Waking up with the first sunlight at the edge of a private swimming pool which currently echoes pinkish clouds on its surface – I still feel like dreaming. This time in a good way. Since I’m not used to experience solitude in fair distance from civilization, I was facing weird nightmares the night before, unconsciously sorting out unprocessed fears.

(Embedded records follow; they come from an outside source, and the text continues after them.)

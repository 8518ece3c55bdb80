//! # Workflows Module
//!
//! Public entry points that tie the [`crate::core`] models and the
//! [`crate::engine`] search together.
//!
//! - **Design Workflow** ([`design`]) - Validates a request, seeds a construct, anneals it
//!   and reports exactly one terminal event
//! - **Design Jobs** ([`job`]) - Runs the design workflow on a dedicated worker thread with
//!   its own identifier and cancellation handle

pub mod design;
pub mod job;
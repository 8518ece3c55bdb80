//! # Engine Module
//!
//! The stateful half of PartsGenie: everything that changes while a design job
//! runs.
//!
//! ## Architecture
//!
//! - **Configuration** ([`config`]) - Annealing schedule, scoring weights, retry policy and
//!   generator bounds, assembled through [`config::DesignConfigBuilder`]
//! - **Error Handling** ([`error`]) - [`error::EngineError`] and the conversions from every
//!   lower-layer error
//! - **Progress Monitoring** ([`progress`]) - Job events and the callback they are delivered to
//! - **Oracle Cache** ([`cache`]) - Shared memoisation of folding calls
//! - **Transactions** ([`transaction`]) - Committed and proposed copies of the design state
//! - **Mutation Operators** ([`mutation`]) - Constraint-aware edits of fillers, RBS and CDS
//! - **Design Solution** ([`design`]) - Seeding, scoring and the annealing interface of one
//!   construct
//! - **Annealing Driver** ([`annealing`]) - Metropolis loop with cancellation and oracle
//!   failure handling

pub mod annealing;
pub mod cache;
pub mod config;
pub mod design;
pub mod error;
pub mod mutation;
pub mod progress;
pub mod transaction;
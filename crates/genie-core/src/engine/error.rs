use thiserror::Error;

use super::config::ConfigError;
use crate::core::codon::optimizer::CodonError;
use crate::core::models::construct::ConstructError;
use crate::core::models::protein::LookupError;
use crate::core::models::request::RequestError;
use crate::core::sequence::GenerationError;
use crate::core::sequence::constraints::PatternError;
use crate::core::thermo::oracle::OracleError;

#[derive(Debug, Error)]
pub enum EngineError {
    #[error("Invalid configuration: {0}")]
    Configuration(#[from] ConfigError),

    #[error("Invalid design request: {0}")]
    Request(#[from] RequestError),

    #[error("Invalid sequence constraint: {0}")]
    Pattern(#[from] PatternError),

    #[error("Generation failed: {0}")]
    Generation(#[from] GenerationError),

    #[error("Codon optimisation failed: {0}")]
    Codon(#[from] CodonError),

    #[error("Protein lookup failed: {0}")]
    Lookup(#[from] LookupError),

    #[error("Invalid construct: {0}")]
    Construct(#[from] ConstructError),

    #[error("Folding oracle call failed: {0}")]
    Oracle(#[from] OracleError),

    #[error("Folding oracle unavailable after {failures} consecutive failures: {last}")]
    OracleUnavailable { failures: usize, last: OracleError },

    #[error("Internal logic error: {0}")]
    Internal(String),
}

impl EngineError {
    /// Failures that only invalidate the current iteration.
    pub fn is_transient(&self) -> bool {
        matches!(self, EngineError::Oracle(_))
    }
}
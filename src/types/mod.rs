//! Core data types for the advisory pipeline

pub mod report;
pub mod request;

pub use report::{PipelineRun, StageOutput};
pub use request::AnalysisRequest;
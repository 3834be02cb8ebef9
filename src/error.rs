//! Error types for the advisory pipeline

use thiserror::Error;

/// Result type alias for pipeline operations
pub type Result<T> = std::result::Result<T, Error>;

/// Pipeline errors
#[derive(Debug, Error)]
pub enum Error {
    /// Configuration error
    #[error("Configuration error: {0}")]
    Config(String),

    /// Document extraction error (internal to the extraction boundary;
    /// converted to a fail-soft string before reaching pipeline stages)
    #[error("Failed to extract '{path}': {message}")]
    Extraction { path: String, message: String },

    /// LLM error
    #[error("LLM error: {0}")]
    Llm(String),

    /// Web search error
    #[error("Search error: {0}")]
    Search(String),

    /// IO error
    #[error("IO error: {0}")]
    Io(#[from] std::io::Error),

    /// JSON error
    #[error("JSON error: {0}")]
    Json(#[from] serde_json::Error),

    /// HTTP request error
    #[error("HTTP request error: {0}")]
    Http(#[from] reqwest::Error),

    /// Internal error
    #[error("Internal error: {0}")]
    Internal(String),
}

impl Error {
    /// Create an extraction error
    pub fn extraction(path: impl Into<String>, message: impl Into<String>) -> Self {
        Self::Extraction {
            path: path.into(),
            message: message.into(),
        }
    }

    /// Create an LLM error
    pub fn llm(message: impl Into<String>) -> Self {
        Self::Llm(message.into())
    }

    /// Create a search error
    pub fn search(message: impl Into<String>) -> Self {
        Self::Search(message.into())
    }

    /// Create a config error
    pub fn config(message: impl Into<String>) -> Self {
        Self::Config(message.into())
    }
}
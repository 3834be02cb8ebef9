//! Web search provider trait

use async_trait::async_trait;
use serde::{Deserialize, Serialize};

use crate::error::Result;

/// One organic search result
#[derive(Debug, Clone, Serialize, Deserialize)]
pub struct SearchHit {
    /// Result title
    pub title: String,
    /// Result URL
    pub link: String,
    /// Snippet of the matching content
    pub snippet: String,
}

/// Trait for the optional web-search capability some stages may invoke
///
/// Treated as opaque: query in, hits out.
#[async_trait]
pub trait SearchProvider: Send + Sync {
    /// Run a search and return organic results
    async fn search(&self, query: &str) -> Result<Vec<SearchHit>>;

    /// Provider name for logging
    fn name(&self) -> &str;
}
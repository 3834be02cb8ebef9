//! Serper web search client

use async_trait::async_trait;
use reqwest::Client;
use serde::{Deserialize, Serialize};
use std::time::Duration;

use crate::config::SearchConfig;
use crate::error::{Error, Result};

use super::search::{SearchHit, SearchProvider};

/// Serper.dev search client
pub struct SerperClient {
    /// HTTP client
    client: Client,
    /// Configuration
    config: SearchConfig,
    /// API key
    api_key: String,
}

#[derive(Serialize)]
struct SearchRequest<'a> {
    q: &'a str,
    num: usize,
}

#[derive(Deserialize)]
struct SearchResponse {
    #[serde(default)]
    organic: Vec<OrganicResult>,
}

#[derive(Deserialize)]
struct OrganicResult {
    #[serde(default)]
    title: String,
    #[serde(default)]
    link: String,
    #[serde(default)]
    snippet: String,
}

impl SerperClient {
    /// Create a new Serper client
    ///
    /// Fails when no API key is present in the configuration.
    pub fn new(config: &SearchConfig) -> Result<Self> {
        let api_key = config
            .api_key
            .clone()
            .ok_or_else(|| Error::config("SERPER_API_KEY is not set"))?;

        let client = Client::builder()
            .timeout(Duration::from_secs(config.timeout_secs))
            .build()
            .map_err(|e| Error::search(format!("Failed to create HTTP client: {}", e)))?;

        Ok(Self {
            client,
            config: config.clone(),
            api_key,
        })
    }
}

#[async_trait]
impl SearchProvider for SerperClient {
    async fn search(&self, query: &str) -> Result<Vec<SearchHit>> {
        let url = format!("{}/search", self.config.base_url);
        let request = SearchRequest {
            q: query,
            num: self.config.max_results,
        };

        let response = self
            .client
            .post(&url)
            .header("X-API-KEY", &self.api_key)
            .json(&request)
            .send()
            .await
            .map_err(|e| Error::search(format!("Search request failed: {}", e)))?;

        if !response.status().is_success() {
            return Err(Error::search(format!(
                "Search failed: HTTP {}",
                response.status()
            )));
        }

        let parsed: SearchResponse = response
            .json()
            .await
            .map_err(|e| Error::search(format!("Failed to parse search response: {}", e)))?;

        Ok(parsed
            .organic
            .into_iter()
            .take(self.config.max_results)
            .map(|r| SearchHit {
                title: r.title,
                link: r.link,
                snippet: r.snippet,
            })
            .collect())
    }

    fn name(&self) -> &str {
        "serper"
    }
}

#[cfg(test)]
mod tests {
    use super::*;

    #[test]
    fn missing_api_key_is_a_config_error() {
        let config = SearchConfig::default();
        assert!(matches!(SerperClient::new(&config), Err(Error::Config(_))));
    }
}
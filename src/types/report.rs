//! Pipeline run results

use serde::{Deserialize, Serialize};
use std::path::PathBuf;

use crate::pipeline::stage::StageKind;

/// Text artifact produced by one pipeline stage
#[derive(Debug, Clone, Serialize, Deserialize)]
pub struct StageOutput {
    /// Which stage produced this output
    pub kind: StageKind,
    /// Role of the agent that produced it
    pub role: String,
    /// The generated text
    pub text: String,
}

impl StageOutput {
    /// Create a new stage output
    pub fn new(kind: StageKind, role: impl Into<String>, text: impl Into<String>) -> Self {
        Self {
            kind,
            role: role.into(),
            text: text.into(),
        }
    }
}

/// A completed (or halted) pipeline run
///
/// Fields are populated in fixed stage order while the run executes and the
/// struct is immutable once returned. Stages skipped by a verification halt
/// remain `None`.
#[derive(Debug, Clone, Serialize, Deserialize)]
pub struct PipelineRun {
    /// Document the run analyzed
    pub file_path: PathBuf,
    /// User query, passed through unchanged to every stage
    pub query: String,
    /// Verification stage output
    pub verification: Option<StageOutput>,
    /// Analysis stage output
    pub analysis: Option<StageOutput>,
    /// Risk assessment stage output
    pub risk_assessment: Option<StageOutput>,
    /// Final advisory stage output
    pub advisory: Option<StageOutput>,
}

impl PipelineRun {
    /// Create an empty run for the given request
    pub fn new(file_path: impl Into<PathBuf>, query: impl Into<String>) -> Self {
        Self {
            file_path: file_path.into(),
            query: query.into(),
            verification: None,
            analysis: None,
            risk_assessment: None,
            advisory: None,
        }
    }

    /// Output of a given stage, if it ran
    pub fn output(&self, kind: StageKind) -> Option<&StageOutput> {
        match kind {
            StageKind::Verification => self.verification.as_ref(),
            StageKind::Analysis => self.analysis.as_ref(),
            StageKind::RiskAssessment => self.risk_assessment.as_ref(),
            StageKind::Advisory => self.advisory.as_ref(),
        }
    }

    /// Record a stage output in its slot
    pub(crate) fn record(&mut self, output: StageOutput) {
        let slot = match output.kind {
            StageKind::Verification => &mut self.verification,
            StageKind::Analysis => &mut self.analysis,
            StageKind::RiskAssessment => &mut self.risk_assessment,
            StageKind::Advisory => &mut self.advisory,
        };
        *slot = Some(output);
    }

    /// Final advisory report text, when the run got that far
    pub fn report(&self) -> Option<&str> {
        self.advisory.as_ref().map(|o| o.text.as_str())
    }
}
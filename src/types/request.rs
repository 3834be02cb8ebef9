//! Analysis request types

use serde::{Deserialize, Serialize};
use std::path::PathBuf;

/// A single analysis request: which document to analyze and what the user
/// wants to know about it
///
/// The query is opaque to the pipeline; it is passed through unchanged to
/// every stage.
#[derive(Debug, Clone, Serialize, Deserialize)]
pub struct AnalysisRequest {
    /// Path to the financial document (PDF)
    pub file_path: PathBuf,
    /// Free-form user query
    pub query: String,
}

impl AnalysisRequest {
    /// Create a new request
    pub fn new(file_path: impl Into<PathBuf>, query: impl Into<String>) -> Self {
        Self {
            file_path: file_path.into(),
            query: query.into(),
        }
    }
}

My phone battery is already at its end. However, I’m better off walking around or swimming through the half-moon-shaped pools, trying to obtain a more or less straight course towards the Atlantic. After some hours of meandering through the fine sand, I make out a noise which I believe is the rumbling ocean on the rim of the park’s 70 kilometers long shoreline. Climbing up a slightly higher dune, I gain a better overview, and yes, there it is! The majestic Atlantic. I won’t hurry since I have still enough food for today and the area is just too spectacular to be leaving it too soon. Yet, another blissful afternoon at one of the crystal clear pools followed by a vibrant sunset is awaiting. Pure romance – per se a natural rehabilitation clinic for addicts of social networks and refugees of the classic 9-5 working life.
Chased by angry Arctic Terns protecting their nests as well as a bunch of inquisitive kids I reach the charming fishing village Atins after the estimated three days of walking. Gently, I split my self-procured coconut, only surrounded by a herd of cows which apparently seem to enjoy the setting sun altogether, I slowly take my leave out of this magical setting.